## Work instruction:
From the entries, copy each line that includes "Readiness".

^^^^^^^^

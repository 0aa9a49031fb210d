//! Shared test utilities for ucan-reconciler integration tests.

#![allow(dead_code)]

use std::collections::{HashMap, VecDeque};
use std::sync::Arc;
use std::sync::Mutex;
use std::sync::atomic::{AtomicUsize, Ordering};
use std::time::Duration;

use async_trait::async_trait;
use serde::{Deserialize, Serialize};
use tokio::sync::broadcast;
use tokio_util::sync::CancellationToken;

use ucan_reconciler::{
    ClientError, Condition, DeclaredObject, DesiredStore, ExternalClient, KindPolicy,
    MemoryStore, ObjectKey, Observation, Operation, Readiness, Reconciler, RemoteResource,
    StoreError, StoreEvent,
};

pub const KIND: &str = "disk";

#[derive(Debug, Clone, PartialEq, Serialize, Deserialize)]
pub struct DiskSpec {
    pub size_gb: u64,
    pub label: String,
}

pub fn disk(size_gb: u64, label: &str) -> DiskSpec {
    DiskSpec {
        size_gb,
        label: label.to_string(),
    }
}

pub fn key(name: &str) -> ObjectKey {
    ObjectKey::new(KIND, name)
}

/// Decrements the in-flight counter when a stubbed call ends.
struct Probe<'a>(&'a AtomicUsize);

impl Drop for Probe<'_> {
    fn drop(&mut self) {
        self.0.fetch_sub(1, Ordering::SeqCst);
    }
}

/// In-memory remote API with call counters and injectable failures.
pub struct StubClient {
    remote: Mutex<HashMap<String, RemoteResource>>,
    ids: Mutex<VecDeque<String>>,
    failures: Mutex<HashMap<Operation, VecDeque<ClientError>>>,
    existing: Mutex<Option<String>>,
    delay: Duration,
    policy: KindPolicy,
    initial_state: String,
    pub creates: AtomicUsize,
    pub observes: AtomicUsize,
    pub updates: AtomicUsize,
    pub deletes: AtomicUsize,
    pub lookups: AtomicUsize,
    in_flight: AtomicUsize,
    max_in_flight: AtomicUsize,
}

impl StubClient {
    pub fn new() -> Self {
        Self {
            remote: Mutex::new(HashMap::new()),
            ids: Mutex::new(VecDeque::from(["abc123".to_string(), "def456".to_string()])),
            failures: Mutex::new(HashMap::new()),
            existing: Mutex::new(None),
            delay: Duration::ZERO,
            policy: KindPolicy::default(),
            initial_state: "available".to_string(),
            creates: AtomicUsize::new(0),
            observes: AtomicUsize::new(0),
            updates: AtomicUsize::new(0),
            deletes: AtomicUsize::new(0),
            lookups: AtomicUsize::new(0),
            in_flight: AtomicUsize::new(0),
            max_in_flight: AtomicUsize::new(0),
        }
    }

    /// Every call sleeps this long before answering.
    pub fn with_delay(mut self, delay: Duration) -> Self {
        self.delay = delay;
        self
    }

    pub fn with_policy(mut self, policy: KindPolicy) -> Self {
        self.policy = policy;
        self
    }

    /// State of freshly created resources.
    pub fn with_initial_state(mut self, state: &str) -> Self {
        self.initial_state = state.to_string();
        self
    }

    /// Fail the next call of `operation` with `error`.
    pub fn fail_next(&self, operation: Operation, error: ClientError) {
        self.failures
            .lock()
            .unwrap()
            .entry(operation)
            .or_default()
            .push_back(error);
    }

    pub fn insert_remote(&self, id: &str, state: &str, label: &str) {
        let resource = RemoteResource::new(id, state).with_attribute("label", label);
        self.remote.lock().unwrap().insert(id.to_string(), resource);
    }

    pub fn set_state(&self, id: &str, state: &str) {
        if let Some(resource) = self.remote.lock().unwrap().get_mut(id) {
            resource.state = state.to_string();
        }
    }

    pub fn remove_remote(&self, id: &str) {
        self.remote.lock().unwrap().remove(id);
    }

    pub fn remote(&self, id: &str) -> Option<RemoteResource> {
        self.remote.lock().unwrap().get(id).cloned()
    }

    pub fn remote_count(&self) -> usize {
        self.remote.lock().unwrap().len()
    }

    /// Make `find_existing` report `id`.
    pub fn set_existing(&self, id: &str) {
        *self.existing.lock().unwrap() = Some(id.to_string());
    }

    pub fn count(counter: &AtomicUsize) -> usize {
        counter.load(Ordering::SeqCst)
    }

    pub fn max_in_flight(&self) -> usize {
        self.max_in_flight.load(Ordering::SeqCst)
    }

    async fn enter(
        &self,
        operation: Operation,
        counter: &AtomicUsize,
    ) -> Result<Probe<'_>, ClientError> {
        counter.fetch_add(1, Ordering::SeqCst);
        let now = self.in_flight.fetch_add(1, Ordering::SeqCst) + 1;
        self.max_in_flight.fetch_max(now, Ordering::SeqCst);
        let probe = Probe(&self.in_flight);

        if !self.delay.is_zero() {
            tokio::time::sleep(self.delay).await;
        }
        let injected = self
            .failures
            .lock()
            .unwrap()
            .get_mut(&operation)
            .and_then(VecDeque::pop_front);
        match injected {
            Some(error) => Err(error),
            None => Ok(probe),
        }
    }

    fn next_id(&self) -> String {
        let mut ids = self.ids.lock().unwrap();
        ids.pop_front()
            .unwrap_or_else(|| format!("disk-{}", Self::count(&self.creates)))
    }
}

#[async_trait]
impl ExternalClient for StubClient {
    type Spec = DiskSpec;

    fn kind(&self) -> &'static str {
        KIND
    }

    fn policy(&self) -> KindPolicy {
        self.policy
    }

    fn validate(&self, spec: &DiskSpec) -> Result<(), String> {
        if spec.size_gb == 0 {
            return Err("size_gb must be positive".to_string());
        }
        Ok(())
    }

    async fn observe(
        &self,
        _object: &DeclaredObject<DiskSpec>,
        external_id: &str,
    ) -> Result<Observation, ClientError> {
        let _probe = self.enter(Operation::Observe, &self.observes).await?;
        match self.remote(external_id) {
            Some(resource) => Ok(Observation::Present(resource)),
            None => Err(ClientError::NotFound),
        }
    }

    async fn create(&self, object: &DeclaredObject<DiskSpec>) -> Result<String, ClientError> {
        let _probe = self.enter(Operation::Create, &self.creates).await?;
        let id = self.next_id();
        self.insert_remote(&id, &self.initial_state, &object.spec.label);
        Ok(id)
    }

    async fn update(
        &self,
        object: &DeclaredObject<DiskSpec>,
        remote: &RemoteResource,
    ) -> Result<(), ClientError> {
        let _probe = self.enter(Operation::Update, &self.updates).await?;
        self.insert_remote(&remote.id, &remote.state, &object.spec.label);
        Ok(())
    }

    async fn delete(
        &self,
        _object: &DeclaredObject<DiskSpec>,
        external_id: &str,
    ) -> Result<(), ClientError> {
        let _probe = self.enter(Operation::Delete, &self.deletes).await?;
        match self.remote.lock().unwrap().remove(external_id) {
            Some(_) => Ok(()),
            None => Err(ClientError::NotFound),
        }
    }

    fn readiness(&self, remote: &RemoteResource) -> Readiness {
        match remote.state.as_str() {
            "available" => Readiness::Ready,
            "creating" => Readiness::Transitional,
            _ => Readiness::Failed,
        }
    }

    fn is_up_to_date(&self, spec: &DiskSpec, remote: &RemoteResource) -> bool {
        remote.str_attribute("label") == spec.label
    }

    async fn find_existing(
        &self,
        _object: &DeclaredObject<DiskSpec>,
    ) -> Result<Option<String>, ClientError> {
        let _probe = self.enter(Operation::Lookup, &self.lookups).await?;
        Ok(self.existing.lock().unwrap().clone())
    }
}

/// Store wrapper that fails a number of external ID writes.
pub struct FlakyStore {
    inner: MemoryStore<DiskSpec>,
    identity_failures: AtomicUsize,
}

impl FlakyStore {
    pub fn new() -> Self {
        Self {
            inner: MemoryStore::new(),
            identity_failures: AtomicUsize::new(0),
        }
    }

    pub fn fail_identity_writes(&self, times: usize) {
        self.identity_failures.store(times, Ordering::SeqCst);
    }
}

#[async_trait]
impl DesiredStore<DiskSpec> for FlakyStore {
    async fn get(&self, key: &ObjectKey) -> Option<DeclaredObject<DiskSpec>> {
        self.inner.get(key).await
    }

    async fn list(&self) -> Vec<ObjectKey> {
        self.inner.list().await
    }

    async fn apply(&self, key: ObjectKey, spec: DiskSpec) -> Result<(), StoreError> {
        self.inner.apply(key, spec).await
    }

    async fn request_deletion(&self, key: &ObjectKey) -> Result<(), StoreError> {
        self.inner.request_deletion(key).await
    }

    async fn set_external_id(&self, key: &ObjectKey, external_id: &str) -> Result<(), StoreError> {
        let failing = self
            .identity_failures
            .fetch_update(Ordering::SeqCst, Ordering::SeqCst, |n| n.checked_sub(1))
            .is_ok();
        if failing {
            return Err(StoreError::Persist("disk full".to_string()));
        }
        self.inner.set_external_id(key, external_id).await
    }

    async fn clear_external_id(&self, key: &ObjectKey) -> Result<(), StoreError> {
        self.inner.clear_external_id(key).await
    }

    async fn set_condition(
        &self,
        key: &ObjectKey,
        condition: Condition,
    ) -> Result<bool, StoreError> {
        self.inner.set_condition(key, condition).await
    }

    async fn remove(&self, key: &ObjectKey) -> Result<(), StoreError> {
        self.inner.remove(key).await
    }

    fn subscribe(&self) -> broadcast::Receiver<StoreEvent> {
        self.inner.subscribe()
    }
}

/// A reconciler over a fresh in-memory store.
pub fn setup(
    client: StubClient,
) -> (
    Arc<StubClient>,
    Arc<MemoryStore<DiskSpec>>,
    Reconciler<StubClient>,
) {
    let client = Arc::new(client);
    let store: Arc<MemoryStore<DiskSpec>> = Arc::new(MemoryStore::new());
    let reconciler = Reconciler::new(client.clone(), store.clone(), CancellationToken::new());
    (client, store, reconciler)
}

^^^^^^^^

## Task output:
    MemoryStore, ObjectKey, Observation, Operation, Readiness, Reconciler, RemoteResource,
    fn readiness(&self, remote: &RemoteResource) -> Readiness {
            "available" => Readiness::Ready,
            "creating" => Readiness::Transitional,
            _ => Readiness::Failed,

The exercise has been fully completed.